== Exercise details ==
Return only the lines running from the top of the entries to the line with "The point of the", inclusive, exactly as written.

### Data shown

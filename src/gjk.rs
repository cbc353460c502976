//! Closest points between two convex shapes, via Gilbert–Johnson–Keerthi.
//!
//! GJK never looks at a shape directly.  It only asks each shape's [`Proxy`] for the vertex
//! furthest along some direction, and uses those to grow a simplex (point, segment, or triangle)
//! inside the Minkowski difference `B - A`, steering it towards the origin.  The point of the
//! Minkowski difference closest to the origin is the vector between the closest points of the two
//! shapes; if the simplex ever surrounds the origin, the shapes overlap.
//!
//! Circles and capsules are run as their cores (a point, a segment) and rounded off afterwards,
//! which is both cheaper and exact.

use arrayvec::ArrayVec;

use crate::geom::{Point, Transform, Vector, VectorExt, WorldUnit, PRECISION};
use crate::shapes::{Proxy, Shape, FALLBACK_AXIS};
use crate::GJK_ITERATIONS;

/// A shape placed in the world by an optional local-to-world transform.
///
/// Passing a transform here is cheaper than baking it in with [`Shape::transformed`], since only
/// the handful of support points GJK actually visits get transformed.
#[derive(Clone, Copy, Debug)]
pub struct Posed<'a> {
    pub shape: &'a Shape,
    pub transform: Option<Transform>,
}

impl<'a> Posed<'a> {
    pub fn new(shape: &'a Shape, transform: Transform) -> Posed<'a> {
        Posed{ shape, transform: Some(transform) }
    }
}

impl<'a> From<&'a Shape> for Posed<'a> {
    fn from(shape: &'a Shape) -> Posed<'a> {
        Posed{ shape, transform: None }
    }
}

impl Shape {
    /// This shape, placed by `transform`, for handing to [`gjk`].
    pub fn at(&self, transform: Transform) -> Posed<'_> {
        Posed::new(self, transform)
    }
}

/// Knobs for a single GJK query.
#[derive(Clone, Copy, Debug, PartialEq)]
pub struct GjkParams {
    /// Round the cores off by each shape's radius.  Without this, circles act like points and
    /// capsules like segments.
    pub use_radius: bool,
    /// Give up and return the best estimate so far after this many support queries.
    pub max_iterations: usize,
    /// Distances below this are touching.
    pub tolerance: WorldUnit,
}

impl Default for GjkParams {
    fn default() -> Self {
        GjkParams{
            use_radius: true,
            max_iterations: GJK_ITERATIONS,
            tolerance: PRECISION,
        }
    }
}

#[derive(Clone, Copy, Debug, PartialEq)]
pub struct GjkResult {
    /// Closest point on the first shape.
    pub a: Point,
    /// Closest point on the second shape.
    pub b: Point,
    /// Gap between the two shapes; zero if they touch or overlap.  Never negative.
    pub distance: WorldUnit,
    /// How many support points were added to the simplex.
    pub iterations: usize,
    /// False if GJK ran out of iterations, in which case the answer is only an approximation.
    pub converged: bool,
}

impl GjkResult {
    pub fn overlapping(&self) -> bool {
        self.distance == 0.0
    }

    /// Unit vector pointing from the first shape towards the second.
    pub fn normal(&self) -> Vector {
        (self.b - self.a).norm_or(FALLBACK_AXIS)
    }
}

/// The final simplex from a previous query, to warm-start the next query on the same pair.
///
/// Purely a speedup.  Reusing a cache with a different pair of shapes is harmless; a cache that
/// no longer fits is thrown away.
#[derive(Clone, Copy, Debug, Default, PartialEq)]
pub struct SimplexCache {
    metric: WorldUnit,
    count: usize,
    ia: [usize; 3],
    ib: [usize; 3],
}

impl SimplexCache {
    pub fn new() -> SimplexCache {
        SimplexCache::default()
    }

    pub fn is_empty(&self) -> bool {
        self.count == 0
    }

    pub fn clear(&mut self) {
        *self = SimplexCache::default();
    }
}

#[derive(Clone, Copy, Debug, PartialEq)]
struct SimplexVertex {
    // support point on A, on B, and their difference B - A
    a: Point,
    b: Point,
    p: Vector,
    // barycentric weight, normalized across the simplex
    u: WorldUnit,
    ia: usize,
    ib: usize,
}

#[derive(Clone, Debug, Default)]
struct Simplex {
    verts: ArrayVec<SimplexVertex, 3>,
}

impl Simplex {
    fn len(&self) -> usize {
        self.verts.len()
    }

    fn contains(&self, ia: usize, ib: usize) -> bool {
        self.verts.iter().any(|v| v.ia == ia && v.ib == ib)
    }

    /// Shrink to the smallest sub-simplex whose hull contains the point closest to the origin,
    /// and weight its vertices to hit that point.
    fn solve(&mut self) {
        match self.verts.len() {
            2 => self.solve2(),
            3 => self.solve3(),
            _ => {
                for v in self.verts.iter_mut() {
                    v.u = 1.0;
                }
            }
        }
    }

    fn keep(&mut self, picked: &[(SimplexVertex, WorldUnit)]) {
        let total: WorldUnit = picked.iter().map(|&(_, u)| u).sum();
        self.verts.clear();
        for &(mut v, u) in picked {
            v.u = if total > 0.0 { u / total } else { 1.0 / picked.len() as WorldUnit };
            self.verts.push(v);
        }
    }

    fn solve2(&mut self) {
        let (a, b) = (self.verts[0], self.verts[1]);
        // Each weight is the distance from the origin's projection to the *other* end
        let u = b.p.dot((b.p - a.p).norm_or_zero());
        let v = a.p.dot((a.p - b.p).norm_or_zero());

        if v <= 0.0 {
            self.keep(&[(a, 1.0)]);
        }
        else if u <= 0.0 {
            self.keep(&[(b, 1.0)]);
        }
        else {
            self.keep(&[(a, u), (b, v)]);
        }
    }

    fn solve3(&mut self) {
        let (a, b, c) = (self.verts[0], self.verts[1], self.verts[2]);
        let (pa, pb, pc) = (a.p, b.p, c.p);

        let u_ab = pb.dot((pb - pa).norm_or_zero());
        let v_ab = pa.dot((pa - pb).norm_or_zero());
        let u_bc = pc.dot((pc - pb).norm_or_zero());
        let v_bc = pb.dot((pb - pc).norm_or_zero());
        let u_ca = pa.dot((pa - pc).norm_or_zero());
        let v_ca = pc.dot((pc - pa).norm_or_zero());

        // Signed areas of the sub-triangles facing each vertex, oriented to match abc's winding
        let area = (pb - pa).norm_or_zero().det((pc - pa).norm_or_zero());
        let u_abc = pb.det(pc) * area;
        let v_abc = pc.det(pa) * area;
        let w_abc = pa.det(pb) * area;

        if v_ab <= 0.0 && u_ca <= 0.0 {
            self.keep(&[(a, 1.0)]);
        }
        else if u_ab <= 0.0 && v_bc <= 0.0 {
            self.keep(&[(b, 1.0)]);
        }
        else if u_bc <= 0.0 && v_ca <= 0.0 {
            self.keep(&[(c, 1.0)]);
        }
        else if u_ab > 0.0 && v_ab > 0.0 && w_abc <= 0.0 {
            self.keep(&[(a, u_ab), (b, v_ab)]);
        }
        else if u_bc > 0.0 && v_bc > 0.0 && u_abc <= 0.0 {
            self.keep(&[(b, u_bc), (c, v_bc)]);
        }
        else if u_ca > 0.0 && v_ca > 0.0 && v_abc <= 0.0 {
            self.keep(&[(c, u_ca), (a, v_ca)]);
        }
        else {
            // Origin is inside the triangle
            self.keep(&[(a, u_abc), (b, v_abc), (c, w_abc)]);
        }
    }

    /// Point on the simplex closest to the origin.  Only meaningful after `solve`.
    fn closest(&self) -> Vector {
        match self.verts.len() {
            3 => Vector::zero(),
            _ => self.verts.iter().fold(Vector::zero(), |acc, v| acc + v.p * v.u),
        }
    }

    /// Direction to search for the next support point: from the simplex towards the origin.
    fn search_direction(&self) -> Vector {
        match self.verts.as_slice() {
            [a] => -a.p,
            [a, b] => {
                let ab = b.p - a.p;
                if ab.det(-a.p) > 0.0 { ab.skew() } else { ab.cw90() }
            }
            _ => Vector::zero(),
        }
    }

    /// Closest points on A and on B, from the weights.
    fn witness(&self) -> (Point, Point) {
        let mut a = Vector::zero();
        let mut b = Vector::zero();
        for v in &self.verts {
            a += v.a.to_vector() * v.u;
            b += v.b.to_vector() * v.u;
        }
        (a.to_point(), b.to_point())
    }

    /// Rough size of the simplex, used to tell whether a cached simplex still describes the pair.
    fn metric(&self) -> WorldUnit {
        match self.verts.as_slice() {
            [a, b] => (b.p - a.p).length(),
            [a, b, c] => (b.p - a.p).det(c.p - a.p).abs(),
            _ => 0.0,
        }
    }
}

struct Pair<'a> {
    a: &'a Proxy,
    b: &'a Proxy,
    xa: Transform,
    xb: Transform,
}

impl Pair<'_> {
    fn vertex(&self, ia: usize, ib: usize) -> SimplexVertex {
        let a = self.xa.apply_point(self.a.verts.get(ia).copied().unwrap_or_else(Point::origin));
        let b = self.xb.apply_point(self.b.verts.get(ib).copied().unwrap_or_else(Point::origin));
        SimplexVertex{ a, b, p: b - a, u: 1.0, ia, ib }
    }

    /// Support point of the Minkowski difference `B - A` along world-space `dir`.
    fn support(&self, dir: Vector) -> SimplexVertex {
        let ia = self.a.support_index(self.xa.apply_vector_inv(-dir));
        let ib = self.b.support_index(self.xb.apply_vector_inv(dir));
        self.vertex(ia, ib)
    }

    fn fits(&self, cache: &SimplexCache) -> bool {
        cache.count <= 3 &&
            cache.ia[..cache.count].iter().all(|&i| i < self.a.verts.len()) &&
            cache.ib[..cache.count].iter().all(|&i| i < self.b.verts.len())
    }
}

/// Closest points and distance between two shapes.
///
/// Either argument can be a bare `&Shape` (already in world space) or a [`Posed`] shape carrying
/// its own transform.  Pass the same `cache` back in for the same pair on the next frame to
/// converge faster.
pub fn gjk<'a, 'b>(
    a: impl Into<Posed<'a>>,
    b: impl Into<Posed<'b>>,
    params: &GjkParams,
    cache: Option<&mut SimplexCache>,
) -> GjkResult {
    let (a, b) = (a.into(), b.into());
    gjk_proxies(
        &a.shape.proxy(), &a.transform.unwrap_or_default(),
        &b.shape.proxy(), &b.transform.unwrap_or_default(),
        params,
        cache,
    )
}

/// [`gjk`], working directly on proxies.  Handy when the shapes aren't wrapped in a [`Shape`].
pub fn gjk_proxies(
    proxy_a: &Proxy,
    xa: &Transform,
    proxy_b: &Proxy,
    xb: &Transform,
    params: &GjkParams,
    cache: Option<&mut SimplexCache>,
) -> GjkResult {
    let pair = Pair{ a: proxy_a, b: proxy_b, xa: *xa, xb: *xb };
    let tol2 = params.tolerance * params.tolerance;

    let mut simplex = Simplex::default();
    if let Some(cached) = cache.as_deref() {
        if cached.count > 0 && pair.fits(cached) {
            for i in 0..cached.count {
                simplex.verts.push(pair.vertex(cached.ia[i], cached.ib[i]));
            }
            let metric = simplex.metric();
            let stale = cached.count > 1 &&
                (metric < 0.5 * cached.metric || metric > 2.0 * cached.metric || metric <= params.tolerance);
            if stale {
                spew!("discarding stale GJK cache (metric {} -> {})", cached.metric, metric);
                simplex.verts.clear();
            }
        }
    }
    if simplex.len() == 0 {
        simplex.verts.push(pair.vertex(0, 0));
    }

    let mut prev_dist2 = WorldUnit::MAX;
    let mut iterations = 0;
    let mut hit = false;
    let mut converged = false;
    while iterations < params.max_iterations {
        // Remember what we had before solving, so we can tell when a support point is a repeat
        let saved = simplex.clone();
        simplex.solve();

        if simplex.len() == 3 {
            hit = true;
            converged = true;
            break;
        }

        let closest = simplex.closest();
        let dist2 = closest.square_length();
        if dist2 <= tol2 {
            // The cores touch
            hit = true;
            converged = true;
            break;
        }
        if dist2 > prev_dist2 {
            // No progress; rounding error is running the show now
            converged = true;
            break;
        }
        prev_dist2 = dist2;

        let dir = simplex.search_direction();
        if dir.square_length() <= WorldUnit::EPSILON * WorldUnit::EPSILON {
            converged = true;
            break;
        }

        let v = pair.support(dir);
        if saved.contains(v.ia, v.ib) {
            converged = true;
            break;
        }
        simplex.verts.push(v);
        iterations += 1;
    }

    if !converged {
        spew!("GJK gave up after {} iterations", iterations);
        // The last support point hasn't been folded in yet
        simplex.solve();
        hit = simplex.len() == 3;
    }

    let (mut pa, mut pb) = simplex.witness();
    let mut distance = (pb - pa).length();
    if hit {
        pa = pb;
        distance = 0.0;
    }
    else if params.use_radius {
        let (ra, rb) = (proxy_a.radius, proxy_b.radius);
        if distance > ra + rb + params.tolerance {
            let n = (pb - pa) / distance;
            pa += n * ra;
            pb -= n * rb;
            distance -= ra + rb;
        }
        else {
            // Rounded off, the shapes overlap; both closest points meet halfway
            let mid = pa.lerp(pb, 0.5);
            pa = mid;
            pb = mid;
            distance = 0.0;
        }
    }
    else if distance <= params.tolerance {
        distance = 0.0;
    }

    if let Some(cache) = cache {
        cache.metric = simplex.metric();
        cache.count = simplex.len();
        for (i, v) in simplex.verts.iter().enumerate() {
            cache.ia[i] = v.ia;
            cache.ib[i] = v.ib;
        }
    }

    GjkResult{ a: pa, b: pb, distance, iterations, converged }
}

/// Just the distance between two world-space shapes, with default parameters.
pub fn distance(a: &Shape, b: &Shape) -> WorldUnit {
    gjk(a, b, &GjkParams::default(), None).distance
}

######

== Your response ==
filename src/gjk.rs
repository cbc353460c502976
//! Closest points between two convex shapes, via Gilbert–Johnson–Keerthi.
//!
//! GJK never looks at a shape directly.  It only asks each shape's [`Proxy`] for the vertex
//! furthest along some direction, and uses those to grow a simplex (point, segment, or triangle)
//! inside the Minkowski difference `B - A`, steering it towards the origin.  The point of the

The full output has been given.